- **WHAT IS BEING ASKED**
Please report how many lines in the records below contain "http". Reply with the number alone.

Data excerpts
....

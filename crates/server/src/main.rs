mod bootstrap;
mod health;
mod ingress;
mod worker;

use std::time::Duration;

use anyhow::Result;
use askbot_core::config::{AppConfig, LoadOptions};
use tokio::sync::watch;

fn init_logging(config: &AppConfig) {
    use askbot_core::config::LogFormat::*;
    use tracing::Level;

    let log_level = config.logging.level.parse::<Level>().unwrap_or(Level::INFO);

    match config.logging.format {
        Compact => {
            tracing_subscriber::fmt().with_target(false).with_max_level(log_level).compact().init();
        }
        Pretty => {
            tracing_subscriber::fmt().with_target(false).with_max_level(log_level).pretty().init();
        }
        Json => {
            tracing_subscriber::fmt().with_target(false).with_max_level(log_level).json().init();
        }
    }
}

#[tokio::main]
async fn main() -> Result<()> {
    run().await
}

pub async fn run() -> Result<()> {
    // Logging must be up before bootstrap emits anything.
    let config = AppConfig::load(LoadOptions::default())?;
    init_logging(&config);

    let app = bootstrap::bootstrap_with_config(config)?;
    let address = format!("{}:{}", app.config.server.bind_address, app.config.server.port);
    let grace = Duration::from_secs(app.config.server.graceful_shutdown_secs);

    let router = ingress::router(app.ingress).merge(health::router(app.queue.clone()));
    let listener = tokio::net::TcpListener::bind(&address).await?;

    let (shutdown_tx, shutdown_rx) = watch::channel(false);
    let mut worker = tokio::spawn(app.worker.run(shutdown_rx));

    tracing::info!(
        event_name = "system.server.started",
        correlation_id = "bootstrap",
        thread_id = "unknown",
        bind_address = %address,
        events_path = ingress::EVENTS_PATH,
        "askbot-server listening"
    );

    axum::serve(listener, router).with_graceful_shutdown(wait_for_shutdown()).await?;

    tracing::info!(
        event_name = "system.server.stopping",
        correlation_id = "shutdown",
        thread_id = "unknown",
        queued = app.queue.stats().queued,
        grace_secs = grace.as_secs(),
        "ingress stopped; draining work queue"
    );
    // Ignored: the worker may already have exited.
    let _ = shutdown_tx.send(true);

    match tokio::time::timeout(grace, &mut worker).await {
        Ok(Ok(summary)) => tracing::info!(
            event_name = "system.server.stopped",
            correlation_id = "shutdown",
            thread_id = "unknown",
            processed = summary.processed,
            failed = summary.failed,
            "askbot-server stopped cleanly"
        ),
        Ok(Err(error)) => tracing::error!(
            event_name = "system.server.worker_crashed",
            correlation_id = "shutdown",
            thread_id = "unknown",
            error = %error,
            "dispatch worker terminated abnormally"
        ),
        Err(_) => {
            worker.abort();
            let stats = app.queue.stats();
            tracing::warn!(
                event_name = "system.server.drain_abandoned",
                correlation_id = "shutdown",
                thread_id = "unknown",
                queued = stats.queued,
                in_flight = stats.in_flight,
                "graceful shutdown window elapsed; abandoning remaining work"
            );
        }
    }

    Ok(())
}

async fn wait_for_shutdown() {
    let ctrl_c = async {
        if let Err(error) = tokio::signal::ctrl_c().await {
            tracing::error!(
                event_name = "system.server.signal_error",
                correlation_id = "shutdown",
                error = %error,
                "failed to listen for ctrl-c"
            );
            std::future::pending::<()>().await;
        }
    };

    #[cfg(unix)]
    let terminate = async {
        match tokio::signal::unix::signal(tokio::signal::unix::SignalKind::terminate()) {
            Ok(mut signal) => {
                signal.recv().await;
            }
            Err(_) => std::future::pending::<()>().await,
        }
    };

    #[cfg(not(unix))]
    let terminate = std::future::pending::<()>();

    tokio::select! {
        _ = ctrl_c => {}
        _ = terminate => {}
    }
}
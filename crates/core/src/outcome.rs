use crate::errors::{format_error_reply, PipelineError};
use crate::event::ThreadTarget;

/// Terminal result of processing one queued mention.
#[derive(Clone, Debug, PartialEq, Eq)]
pub enum ReplyOutcome {
    Success { thread: ThreadTarget, text: String },
    Failure { thread: ThreadTarget, text: String },
}

impl ReplyOutcome {
    pub fn success(thread: ThreadTarget, text: impl Into<String>) -> Self {
        Self::Success { thread, text: text.into() }
    }

    pub fn failure(thread: ThreadTarget, error: &PipelineError) -> Self {
        Self::Failure { thread, text: format_error_reply(error) }
    }

    pub fn thread(&self) -> &ThreadTarget {
        match self {
            Self::Success { thread, .. } | Self::Failure { thread, .. } => thread,
        }
    }

    pub fn text(&self) -> &str {
        match self {
            Self::Success { text, .. } | Self::Failure { text, .. } => text,
        }
    }

    pub fn is_success(&self) -> bool {
        matches!(self, Self::Success { .. })
    }
}
use askbot_core::{QueueStats, WorkQueueSender};
use axum::{extract::State, http::StatusCode, routing::get, Json, Router};
use chrono::Utc;
use serde::Serialize;

#[derive(Clone)]
pub struct HealthState {
    queue: WorkQueueSender,
}

#[derive(Clone, Debug, PartialEq, Eq, Serialize)]
pub struct HealthResponse {
    pub status: &'static str,
    pub queue: QueueStats,
    pub checked_at: String,
}

pub fn router(queue: WorkQueueSender) -> Router {
    Router::new().route("/health", get(health)).with_state(HealthState { queue })
}

pub async fn health(State(state): State<HealthState>) -> (StatusCode, Json<HealthResponse>) {
    let queue = state.queue.stats();
    let accepting = queue.accepting;

    let payload = HealthResponse {
        status: if accepting { "ready" } else { "draining" },
        queue,
        checked_at: Utc::now().to_rfc3339(),
    };

    let status_code = if accepting { StatusCode::OK } else { StatusCode::SERVICE_UNAVAILABLE };
    (status_code, Json(payload))
}

#[cfg(test)]
mod tests {
    use askbot_core::{work_queue, InboundEvent, ThreadTarget};
    use axum::{extract::State, http::StatusCode, Json};

    use crate::health::{health, HealthState};

    #[tokio::test]
    async fn health_reports_queue_occupancy_while_accepting() {
        let (queue, _receiver) = work_queue(3);
        queue
            .try_enqueue(InboundEvent {
                id: "ev-1".to_owned(),
                thread: ThreadTarget::new("C1", "1"),
                channel_id: "C1".to_owned(),
                user_id: "U1".to_owned(),
                raw_text: "<@U0BOT> hi".to_owned(),
                mentioned_user_id: None,
            })
            .expect("enqueue");

        let (status, Json(payload)) = health(State(HealthState { queue })).await;

        assert_eq!(status, StatusCode::OK);
        assert_eq!(payload.status, "ready");
        assert_eq!(payload.queue.capacity, 3);
        assert_eq!(payload.queue.queued, 1);
        assert_eq!(payload.queue.in_flight, 0);
    }

    #[tokio::test]
    async fn health_returns_service_unavailable_once_draining() {
        let (queue, mut receiver) = work_queue(3);
        receiver.close();

        let (status, Json(payload)) = health(State(HealthState { queue })).await;

        assert_eq!(status, StatusCode::SERVICE_UNAVAILABLE);
        assert_eq!(payload.status, "draining");
        assert!(!payload.queue.accepting);
    }
}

....

- **FINISHED EXERCISE**
2